Find "fn tx(ticker: &str, quantity: f64, price: f64)" and "Err(StoreError::NotFound(_))" in the records below. Copy the lines holding them and every line between, exactly, and no others.
Segment Open
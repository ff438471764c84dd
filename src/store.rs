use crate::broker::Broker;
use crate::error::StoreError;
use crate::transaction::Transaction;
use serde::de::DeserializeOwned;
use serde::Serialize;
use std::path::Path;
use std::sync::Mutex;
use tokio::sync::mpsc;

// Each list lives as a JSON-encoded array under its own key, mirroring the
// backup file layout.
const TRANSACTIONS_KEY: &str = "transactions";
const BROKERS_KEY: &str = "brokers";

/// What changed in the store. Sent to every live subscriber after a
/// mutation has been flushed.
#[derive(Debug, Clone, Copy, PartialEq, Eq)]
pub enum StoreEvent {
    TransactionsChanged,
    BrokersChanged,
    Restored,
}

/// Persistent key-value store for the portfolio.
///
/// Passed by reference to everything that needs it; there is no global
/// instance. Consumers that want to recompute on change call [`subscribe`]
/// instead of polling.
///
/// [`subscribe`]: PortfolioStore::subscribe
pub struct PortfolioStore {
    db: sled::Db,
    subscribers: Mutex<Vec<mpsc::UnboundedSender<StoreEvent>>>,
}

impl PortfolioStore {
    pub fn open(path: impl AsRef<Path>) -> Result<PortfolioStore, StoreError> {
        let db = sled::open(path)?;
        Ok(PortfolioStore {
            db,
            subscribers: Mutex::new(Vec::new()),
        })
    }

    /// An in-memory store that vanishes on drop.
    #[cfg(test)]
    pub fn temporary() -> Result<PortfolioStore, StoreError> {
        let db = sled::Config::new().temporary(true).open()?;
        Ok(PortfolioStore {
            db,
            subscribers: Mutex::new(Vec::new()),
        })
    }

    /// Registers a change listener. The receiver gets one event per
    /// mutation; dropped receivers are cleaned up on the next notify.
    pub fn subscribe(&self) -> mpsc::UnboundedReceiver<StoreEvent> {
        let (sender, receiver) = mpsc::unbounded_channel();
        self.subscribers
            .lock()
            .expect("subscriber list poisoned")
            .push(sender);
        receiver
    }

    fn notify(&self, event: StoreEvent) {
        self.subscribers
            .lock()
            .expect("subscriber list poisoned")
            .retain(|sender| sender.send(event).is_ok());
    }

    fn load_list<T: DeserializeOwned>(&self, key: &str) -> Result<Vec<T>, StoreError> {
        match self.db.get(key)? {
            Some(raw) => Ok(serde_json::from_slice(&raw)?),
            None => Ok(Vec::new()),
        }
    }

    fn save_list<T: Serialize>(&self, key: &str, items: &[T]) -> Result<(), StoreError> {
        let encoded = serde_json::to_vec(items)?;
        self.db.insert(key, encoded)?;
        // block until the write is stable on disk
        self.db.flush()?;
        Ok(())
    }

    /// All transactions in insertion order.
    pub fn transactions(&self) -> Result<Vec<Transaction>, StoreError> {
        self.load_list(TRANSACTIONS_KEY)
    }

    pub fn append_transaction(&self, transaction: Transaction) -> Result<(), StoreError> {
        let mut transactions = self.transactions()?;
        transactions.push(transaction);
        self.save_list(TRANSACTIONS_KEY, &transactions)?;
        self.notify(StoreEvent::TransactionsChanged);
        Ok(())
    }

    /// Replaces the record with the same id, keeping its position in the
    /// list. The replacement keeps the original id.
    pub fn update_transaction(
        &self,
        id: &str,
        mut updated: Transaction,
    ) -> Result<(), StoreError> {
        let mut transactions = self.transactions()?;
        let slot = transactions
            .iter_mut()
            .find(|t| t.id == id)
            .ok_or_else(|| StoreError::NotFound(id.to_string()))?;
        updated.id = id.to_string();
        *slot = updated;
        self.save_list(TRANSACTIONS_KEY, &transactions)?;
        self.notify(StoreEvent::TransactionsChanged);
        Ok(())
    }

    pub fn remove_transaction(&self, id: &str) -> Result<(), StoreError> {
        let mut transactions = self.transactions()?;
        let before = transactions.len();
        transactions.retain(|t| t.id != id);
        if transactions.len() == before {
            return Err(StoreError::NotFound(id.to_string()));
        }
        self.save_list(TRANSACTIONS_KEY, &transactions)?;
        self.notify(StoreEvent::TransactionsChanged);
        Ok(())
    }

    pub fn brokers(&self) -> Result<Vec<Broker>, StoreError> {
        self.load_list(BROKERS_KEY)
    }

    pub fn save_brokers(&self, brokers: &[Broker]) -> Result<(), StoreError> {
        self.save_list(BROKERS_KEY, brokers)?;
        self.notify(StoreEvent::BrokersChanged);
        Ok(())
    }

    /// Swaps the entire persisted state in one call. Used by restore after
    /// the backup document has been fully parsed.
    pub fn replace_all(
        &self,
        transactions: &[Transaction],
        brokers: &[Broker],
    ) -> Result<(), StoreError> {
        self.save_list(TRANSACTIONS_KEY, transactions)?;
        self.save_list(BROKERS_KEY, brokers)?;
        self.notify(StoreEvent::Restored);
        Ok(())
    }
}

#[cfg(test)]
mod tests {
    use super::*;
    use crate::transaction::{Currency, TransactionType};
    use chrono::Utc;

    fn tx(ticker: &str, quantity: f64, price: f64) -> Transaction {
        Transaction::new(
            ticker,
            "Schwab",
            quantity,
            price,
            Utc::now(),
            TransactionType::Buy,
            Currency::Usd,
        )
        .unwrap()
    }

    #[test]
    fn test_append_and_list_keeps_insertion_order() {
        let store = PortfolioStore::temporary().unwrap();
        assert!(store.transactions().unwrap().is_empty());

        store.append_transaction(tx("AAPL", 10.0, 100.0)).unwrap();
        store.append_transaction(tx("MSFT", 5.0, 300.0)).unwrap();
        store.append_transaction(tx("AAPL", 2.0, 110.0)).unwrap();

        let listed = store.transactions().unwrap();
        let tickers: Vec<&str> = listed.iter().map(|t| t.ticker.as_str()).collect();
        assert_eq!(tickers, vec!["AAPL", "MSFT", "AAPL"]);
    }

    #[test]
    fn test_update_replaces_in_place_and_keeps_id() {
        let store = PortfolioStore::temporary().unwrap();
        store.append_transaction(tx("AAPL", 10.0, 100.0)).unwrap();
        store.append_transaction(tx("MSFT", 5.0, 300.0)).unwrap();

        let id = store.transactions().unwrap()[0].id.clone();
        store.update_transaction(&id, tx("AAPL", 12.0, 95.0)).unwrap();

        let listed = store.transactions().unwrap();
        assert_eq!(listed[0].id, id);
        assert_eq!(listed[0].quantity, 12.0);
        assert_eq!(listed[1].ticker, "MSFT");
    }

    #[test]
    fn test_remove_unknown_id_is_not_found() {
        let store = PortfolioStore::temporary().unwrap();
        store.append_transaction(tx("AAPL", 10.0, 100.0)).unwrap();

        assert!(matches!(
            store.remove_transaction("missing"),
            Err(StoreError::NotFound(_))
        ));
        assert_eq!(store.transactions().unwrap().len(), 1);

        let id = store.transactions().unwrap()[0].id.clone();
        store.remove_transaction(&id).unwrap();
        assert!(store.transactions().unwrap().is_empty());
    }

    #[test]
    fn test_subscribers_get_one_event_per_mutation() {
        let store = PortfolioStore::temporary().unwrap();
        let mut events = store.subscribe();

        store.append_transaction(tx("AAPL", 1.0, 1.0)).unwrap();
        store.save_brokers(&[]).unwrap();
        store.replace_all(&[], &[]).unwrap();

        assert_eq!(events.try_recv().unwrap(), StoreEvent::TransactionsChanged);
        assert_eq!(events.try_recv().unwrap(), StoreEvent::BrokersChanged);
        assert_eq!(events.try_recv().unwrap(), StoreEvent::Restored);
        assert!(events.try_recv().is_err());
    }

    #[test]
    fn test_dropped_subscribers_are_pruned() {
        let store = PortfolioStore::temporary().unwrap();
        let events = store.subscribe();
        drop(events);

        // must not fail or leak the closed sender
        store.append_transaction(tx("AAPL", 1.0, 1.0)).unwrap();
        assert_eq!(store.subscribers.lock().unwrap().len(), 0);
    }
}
Segment Closed
Answer below:
    fn tx(ticker: &str, quantity: f64, price: f64) -> Transaction {
        Transaction::new(
            ticker,
            "Schwab",
            quantity,
            price,
            Utc::now(),
            TransactionType::Buy,
            Currency::Usd,
        )
        .unwrap()
    }

    #[test]
    fn test_append_and_list_keeps_insertion_order() {
        let store = PortfolioStore::temporary().unwrap();
        assert!(store.transactions().unwrap().is_empty());

        store.append_transaction(tx("AAPL", 10.0, 100.0)).unwrap();
        store.append_transaction(tx("MSFT", 5.0, 300.0)).unwrap();
        store.append_transaction(tx("AAPL", 2.0, 110.0)).unwrap();

        let listed = store.transactions().unwrap();
        let tickers: Vec<&str> = listed.iter().map(|t| t.ticker.as_str()).collect();
        assert_eq!(tickers, vec!["AAPL", "MSFT", "AAPL"]);
    }

    #[test]
    fn test_update_replaces_in_place_and_keeps_id() {
        let store = PortfolioStore::temporary().unwrap();
        store.append_transaction(tx("AAPL", 10.0, 100.0)).unwrap();
        store.append_transaction(tx("MSFT", 5.0, 300.0)).unwrap();

        let id = store.transactions().unwrap()[0].id.clone();
        store.update_transaction(&id, tx("AAPL", 12.0, 95.0)).unwrap();

        let listed = store.transactions().unwrap();
        assert_eq!(listed[0].id, id);
        assert_eq!(listed[0].quantity, 12.0);
        assert_eq!(listed[1].ticker, "MSFT");
    }

    #[test]
    fn test_remove_unknown_id_is_not_found() {
        let store = PortfolioStore::temporary().unwrap();
        store.append_transaction(tx("AAPL", 10.0, 100.0)).unwrap();

        assert!(matches!(
            store.remove_transaction("missing"),
            Err(StoreError::NotFound(_))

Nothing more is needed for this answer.